The game centers on the pursuit of the legendary weapon known as Soul Edge, now in the possession of a warrior known as Nightmare, who slaughters countless people to satisfy the blade's bloodlust. Other warriors pursue him either to claim the weapon for themselves or to destroy it, end his mass murder, and free him of its curse. Developed closely with Namco's Tekken development team, it is one of the few home console ports that outdid their arcade parent performance-wise. The title brought many innovations to the fighting game genre that include a heavy emphasis on weapons and a unique eight-way movement system.

Soulcalibur received unanimous critical applause upon release; it is one of the highest-rated video games on Metacritic, where it holds a 98 rating. It won the majority of Game of the Year awards in its respective year, and is widely regarded as one of the greatest fighting games and one of the greatest video games ever made, topping numerous "best of" lists in years following. The North American home version was released as a launch game for the Dreamcast, playing a part in its successful launch. Soulcalibur became available as a downloadable title on the Xbox 360's Xbox Live Marketplace in July 2008, and is forward compatible with the Xbox One. Its sequel Soulcalibur II was released in 2002 to comparative acclaim.

==Gameplay==

Nightmare fighting against Sophitia in the Dreamcast version

One of the biggest innovations introduced by Soulcalibur to the gameplay system of its predecessor, Soul Edge, is the eight-way run. Previous 3D fighters had only limited movement along the third axis, with sidesteps and rolls providing useful but unsustained lateral movement. In Soulcalibur, simply holding down a joystick direction causes the character to move in that direction, giving the player a sense of freedom and deepening the strategy of the game.

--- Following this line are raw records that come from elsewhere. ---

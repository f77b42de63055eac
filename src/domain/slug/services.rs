// src/domain/slug/services.rs
use std::sync::Arc;

use crate::domain::errors::{DomainError, DomainResult};
use crate::domain::slug::generator::{trim_tail, truncate_bytes};
use crate::domain::slug::lookup::{LookupScope, SlugLookup};
use crate::domain::slug::mapping::SlugCandidate;

/// Searches allowed per candidate before giving up.
///
/// The base only changes when the suffix gains a digit, so a resolve makes at
/// most one search per suffix width (20 for `u64`) plus the first one and
/// stays well under this cap.
pub const MAX_RESOLVE_ATTEMPTS: usize = 64;

/// Domain service that turns a candidate slug into one no stored record uses.
///
/// Not atomic: two saves racing on the same base can observe the same highest
/// suffix and pick the same value. Pair with a unique constraint in storage
/// when that matters.
pub struct UniqueSlugResolver {
    lookup: Arc<dyn SlugLookup>,
}

impl UniqueSlugResolver {
    pub fn new(lookup: Arc<dyn SlugLookup>) -> Self {
        Self { lookup }
    }

    pub async fn resolve(
        &self,
        candidate: &SlugCandidate,
        scope: &LookupScope<'_>,
    ) -> DomainResult<String> {
        if candidate.value.is_empty() {
            return Ok(String::new());
        }

        let attribute = candidate.attribute.as_str();
        let Some(taken) = self
            .lookup
            .find_max_suffix(scope, attribute, &candidate.value)
            .await?
        else {
            return Ok(candidate.value.clone());
        };

        let mut suffix = next_suffix(taken, &candidate.value)?;
        let mut searched = candidate.value.clone();

        // Each pass either returns or searches a base it has not seen yet, so
        // the family of the returned base is always known.
        for _ in 1..MAX_RESOLVE_ATTEMPTS {
            let base = fit_base(&candidate.value, suffix, scope)?;
            if base == searched {
                let slug = join(&base, scope.separator, suffix);
                tracing::debug!(attribute, slug = %slug, suffix, "resolved slug collision");
                return Ok(slug);
            }

            tracing::debug!(attribute, base = %base, suffix, "base truncated to fit suffix");
            if let Some(taken) = self.lookup.find_max_suffix(scope, attribute, &base).await? {
                if taken >= suffix {
                    suffix = next_suffix(taken, &base)?;
                }
            }
            searched = base;
        }

        Err(DomainError::SlugUnavailable(format!(
            "{attribute}: no free slug for {:?} after {MAX_RESOLVE_ATTEMPTS} searches",
            candidate.value
        )))
    }
}

fn next_suffix(taken: u64, base: &str) -> DomainResult<u64> {
    taken
        .checked_add(1)
        .ok_or_else(|| DomainError::SlugUnavailable(format!("suffix space exhausted for {base:?}")))
}

/// Longest prefix of `candidate` that leaves room for `<sep><suffix>`.
///
/// When the separator and suffix alone fill the budget the base is dropped and
/// the bare suffix is used instead.
fn fit_base(candidate: &str, suffix: u64, scope: &LookupScope<'_>) -> DomainResult<String> {
    let digits = suffix.to_string().len();
    let tail = scope.separator.len() + digits;

    if candidate.len() + tail <= scope.max_length {
        return Ok(candidate.to_owned());
    }
    if tail < scope.max_length {
        let cut = truncate_bytes(candidate, scope.max_length - tail);
        return Ok(trim_tail(cut, scope.separator).to_owned());
    }
    if digits <= scope.max_length {
        return Ok(String::new());
    }

    Err(DomainError::SlugUnavailable(format!(
        "suffix {suffix} does not fit in {} bytes",
        scope.max_length
    )))
}

fn join(base: &str, separator: &str, suffix: u64) -> String {
    if base.is_empty() {
        suffix.to_string()
    } else {
        format!("{base}{separator}{suffix}")
    }
}

#[cfg(test)]
mod tests {
    use super::*;
    use crate::domain::record::{FieldName, RecordId};
    use crate::domain::slug::mapping::SlugMapping;
    use async_trait::async_trait;
    use std::sync::Mutex;

    /// Stores raw JSON rows and counts searches.
    #[derive(Default)]
    struct Rows {
        rows: Mutex<Vec<String>>,
        searches: Mutex<usize>,
    }

    impl Rows {
        fn with(values: &[&str]) -> Self {
            let rows = Self::default();
            for value in values {
                rows.push(value);
            }
            rows
        }

        fn push(&self, name_slug: &str) {
            let raw = SlugMapping::from_iter([("name", name_slug)]).to_json().unwrap();
            self.rows.lock().unwrap().push(raw);
        }
    }

    #[async_trait]
    impl SlugLookup for Rows {
        async fn find_stored(
            &self,
            _target_field: &FieldName,
            needle: &str,
            _exclude: Option<RecordId>,
        ) -> DomainResult<Vec<String>> {
            *self.searches.lock().unwrap() += 1;
            let rows = self.rows.lock().unwrap();
            Ok(rows.iter().filter(|raw| raw.contains(needle)).cloned().collect())
        }
    }

    async fn resolve_with(rows: Arc<Rows>, value: &str, max_length: usize) -> DomainResult<String> {
        let field = FieldName::new("slugs").unwrap();
        let scope = LookupScope {
            target_field: &field,
            separator: "-",
            max_length,
            exclude_record: None,
        };
        UniqueSlugResolver::new(rows)
            .resolve(&SlugCandidate::new("name", value), &scope)
            .await
    }

    #[tokio::test]
    async fn free_candidate_is_returned_unchanged() {
        let rows = Arc::new(Rows::with(&["other"]));
        assert_eq!(resolve_with(rows, "some-text", 255).await.unwrap(), "some-text");
    }

    #[tokio::test]
    async fn empty_candidate_skips_search() {
        let rows = Arc::new(Rows::with(&[""]));
        assert_eq!(resolve_with(Arc::clone(&rows), "", 255).await.unwrap(), "");
        assert_eq!(*rows.searches.lock().unwrap(), 0);
    }

    #[tokio::test]
    async fn exact_match_forces_first_suffix() {
        let rows = Arc::new(Rows::with(&["some-text-goes-here"]));
        assert_eq!(
            resolve_with(rows, "some-text-goes-here", 255).await.unwrap(),
            "some-text-goes-here-1"
        );
    }

    #[tokio::test]
    async fn picks_one_past_the_highest_suffix() {
        let rows = Arc::new(Rows::with(&["base", "base-1", "base-7", "base-goes-9"]));
        assert_eq!(resolve_with(rows, "base", 255).await.unwrap(), "base-8");
    }

    #[tokio::test]
    async fn truncates_base_to_make_room_for_suffix() {
        let rows = Arc::new(Rows::with(&["some-long-base"]));
        assert_eq!(resolve_with(rows, "some-long-base", 10).await.unwrap(), "some-lon-1");
    }

    #[tokio::test]
    async fn truncated_base_continues_its_own_sequence() {
        let rows = Arc::new(Rows::with(&["some-long", "some-lon-1", "some-lon-2"]));
        assert_eq!(resolve_with(rows, "some-long", 10).await.unwrap(), "some-lon-3");
    }

    #[tokio::test]
    async fn wider_suffix_shortens_base_again() {
        let stored: Vec<String> = std::iter::once("some-long".to_owned())
            .chain((1..=9).map(|n| format!("some-lon-{n}")))
            .collect();
        let refs: Vec<&str> = stored.iter().map(String::as_str).collect();
        let rows = Arc::new(Rows::with(&refs));
        assert_eq!(resolve_with(rows, "some-long", 10).await.unwrap(), "some-lo-10");
    }

    #[tokio::test]
    async fn trailing_separator_left_by_truncation_is_trimmed() {
        let rows = Arc::new(Rows::with(&["ab-cdef"]));
        // Budget for the base is 3 bytes: "ab-" trims to "ab".
        assert_eq!(resolve_with(rows, "ab-cdef", 5).await.unwrap(), "ab-1");
    }

    #[tokio::test]
    async fn tiny_budget_falls_back_to_bare_suffix() {
        let rows = Arc::new(Rows::with(&["abc"]));
        assert_eq!(resolve_with(Arc::clone(&rows), "abc", 2).await.unwrap(), "1");

        rows.push("1");
        assert_eq!(resolve_with(Arc::clone(&rows), "abc", 2).await.unwrap(), "2");

        let rows = Arc::new(Rows::with(&["a"]));
        assert_eq!(resolve_with(rows, "a", 1).await.unwrap(), "1");
    }

    #[tokio::test]
    async fn budget_too_small_for_suffix_is_an_error() {
        let stored: Vec<String> = std::iter::once("a".to_owned())
            .chain((1..=9).map(|n| n.to_string()))
            .collect();
        let refs: Vec<&str> = stored.iter().map(String::as_str).collect();
        let rows = Arc::new(Rows::with(&refs));
        let err = resolve_with(rows, "a", 1).await.unwrap_err();
        assert!(matches!(err, DomainError::SlugUnavailable(_)));
    }

    /// Reports a suffix one digit wider than the last on every search.
    #[derive(Default)]
    struct Widening {
        searches: Mutex<u32>,
    }

    #[async_trait]
    impl SlugLookup for Widening {
        async fn find_stored(
            &self,
            _target_field: &FieldName,
            needle: &str,
            _exclude: Option<RecordId>,
        ) -> DomainResult<Vec<String>> {
            let mut searches = self.searches.lock().unwrap();
            *searches += 1;
            let taken = 10u64.checked_pow(*searches).map_or(u64::MAX, |n| n - 1);
            let raw = SlugMapping::from_iter([("name", format!("{needle}-{taken}"))])
                .to_json()
                .unwrap();
            Ok(vec![raw])
        }
    }

    #[tokio::test]
    async fn searches_are_bounded_by_suffix_width() {
        let lookup = Arc::new(Widening::default());
        let field = FieldName::new("slugs").unwrap();
        let scope = LookupScope {
            target_field: &field,
            separator: "-",
            max_length: 255,
            exclude_record: None,
        };
        let candidate = SlugCandidate::new("name", "a".repeat(255));

        let err = UniqueSlugResolver::new(Arc::clone(&lookup) as Arc<dyn SlugLookup>)
            .resolve(&candidate, &scope)
            .await
            .unwrap_err();

        assert!(matches!(err, DomainError::SlugUnavailable(_)));
        let searches = *lookup.searches.lock().unwrap() as usize;
        assert_eq!(searches, 20);
        assert!(searches < MAX_RESOLVE_ATTEMPTS);
    }

    #[tokio::test]
    async fn exhausted_suffix_space_is_an_error() {
        let last = format!("base-{}", u64::MAX);
        let rows = Arc::new(Rows::with(&["base", last.as_str()]));
        let err = resolve_with(rows, "base", 255).await.unwrap_err();
        assert!(matches!(err, DomainError::SlugUnavailable(_)));
    }
}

Soulcalibur also features "forgiving buffering", allowing players to enter an input for one move before their characters have finished recovering from their previous move, which makes executing a quick succession of moves easier (other fighting games such as the Tekken and Virtua Fighter series have relatively strict buffering requirements, meaning expert timing is required to pull off many combinations, but Soulcalibur features much more lenient timing to successfully execute a buffer). Finally, the Guard Impact offensive blocking maneuver shown in Soul Edge has been given a deeper range of techniques, allowing players to push back or redirect attacks past themselves as well as swatting away an opponent's weapon to stun them.

==Characters==

Soulcalibur was originally planned to be a dramatic overhaul, with all newcomers apart from Mitsurugi from Soul Edge. However, nine of the 11 warriors from Soul Edge ended up being carried over to Soulcalibur by the time the roster was finalized in the Dreamcast version (Cervantes, Hwang, Seong Mi-na, Mitsurugi, Rock, Siegfried, Sophitia, Taki, Voldo), with an additional ten new warriors joining the ranks. Cervantes exclusively appears outside original arcade version, in additions to a playable version of the final boss character, Inferno. The arcade version featured a staggered Time Release system for hidden characters akin to the Tekken series as well as codes that could be entered on the Namco website.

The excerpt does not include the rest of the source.